» What to work on
Find "Transient error with the provided message" in the data below; transcribe the line it appears on and each line after it, exactly, to the end, and nothing else.

» Records for the exercise
========

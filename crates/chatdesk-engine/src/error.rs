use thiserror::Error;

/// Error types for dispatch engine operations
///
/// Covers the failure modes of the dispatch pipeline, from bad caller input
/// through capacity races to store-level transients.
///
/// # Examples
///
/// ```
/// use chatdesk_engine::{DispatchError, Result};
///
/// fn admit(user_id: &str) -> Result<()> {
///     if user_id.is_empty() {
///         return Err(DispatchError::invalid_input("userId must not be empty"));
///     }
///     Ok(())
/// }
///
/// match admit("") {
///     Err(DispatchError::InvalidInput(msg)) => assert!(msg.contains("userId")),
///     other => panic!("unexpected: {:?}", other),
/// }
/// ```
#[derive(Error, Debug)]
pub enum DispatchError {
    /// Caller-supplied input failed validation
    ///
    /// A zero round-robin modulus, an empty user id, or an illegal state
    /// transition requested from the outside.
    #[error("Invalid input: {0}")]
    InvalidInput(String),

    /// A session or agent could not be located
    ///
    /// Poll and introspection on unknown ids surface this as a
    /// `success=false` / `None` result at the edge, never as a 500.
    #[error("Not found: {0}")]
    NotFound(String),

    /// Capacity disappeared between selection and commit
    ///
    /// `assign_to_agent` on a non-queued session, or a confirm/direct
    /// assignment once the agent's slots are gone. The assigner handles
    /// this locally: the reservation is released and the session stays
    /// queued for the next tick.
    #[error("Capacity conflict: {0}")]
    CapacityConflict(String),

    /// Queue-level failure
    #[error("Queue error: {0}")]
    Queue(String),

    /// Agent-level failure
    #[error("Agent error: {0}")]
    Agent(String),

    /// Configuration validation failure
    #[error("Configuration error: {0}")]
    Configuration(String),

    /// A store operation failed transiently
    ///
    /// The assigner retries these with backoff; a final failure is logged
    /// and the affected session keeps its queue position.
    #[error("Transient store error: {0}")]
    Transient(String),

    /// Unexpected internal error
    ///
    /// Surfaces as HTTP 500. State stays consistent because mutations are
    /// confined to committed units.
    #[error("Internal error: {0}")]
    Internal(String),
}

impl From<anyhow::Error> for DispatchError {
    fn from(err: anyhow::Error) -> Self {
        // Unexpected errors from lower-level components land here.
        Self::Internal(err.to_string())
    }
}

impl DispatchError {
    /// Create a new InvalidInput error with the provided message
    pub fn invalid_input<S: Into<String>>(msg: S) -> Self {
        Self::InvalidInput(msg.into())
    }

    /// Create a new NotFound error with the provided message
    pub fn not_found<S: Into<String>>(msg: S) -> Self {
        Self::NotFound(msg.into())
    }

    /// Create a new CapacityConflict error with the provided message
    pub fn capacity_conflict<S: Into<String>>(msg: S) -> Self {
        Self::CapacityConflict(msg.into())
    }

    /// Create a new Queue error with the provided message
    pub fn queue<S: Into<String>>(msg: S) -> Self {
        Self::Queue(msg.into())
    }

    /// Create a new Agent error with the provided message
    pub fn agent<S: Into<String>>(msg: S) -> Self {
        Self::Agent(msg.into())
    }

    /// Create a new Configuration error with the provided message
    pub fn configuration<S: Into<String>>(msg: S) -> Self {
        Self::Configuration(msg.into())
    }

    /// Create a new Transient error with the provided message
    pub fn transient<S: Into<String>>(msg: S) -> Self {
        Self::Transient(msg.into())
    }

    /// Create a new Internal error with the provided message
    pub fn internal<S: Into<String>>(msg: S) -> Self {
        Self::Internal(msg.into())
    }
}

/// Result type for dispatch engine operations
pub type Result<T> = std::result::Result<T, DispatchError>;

========

» Result for this task
    /// Create a new Transient error with the provided message
    pub fn transient<S: Into<String>>(msg: S) -> Self {
        Self::Transient(msg.into())
    }

    /// Create a new Internal error with the provided message
    pub fn internal<S: Into<String>>(msg: S) -> Self {
        Self::Internal(msg.into())
    }
}

/// Result type for dispatch engine operations
pub type Result<T> = std::result::Result<T, DispatchError>;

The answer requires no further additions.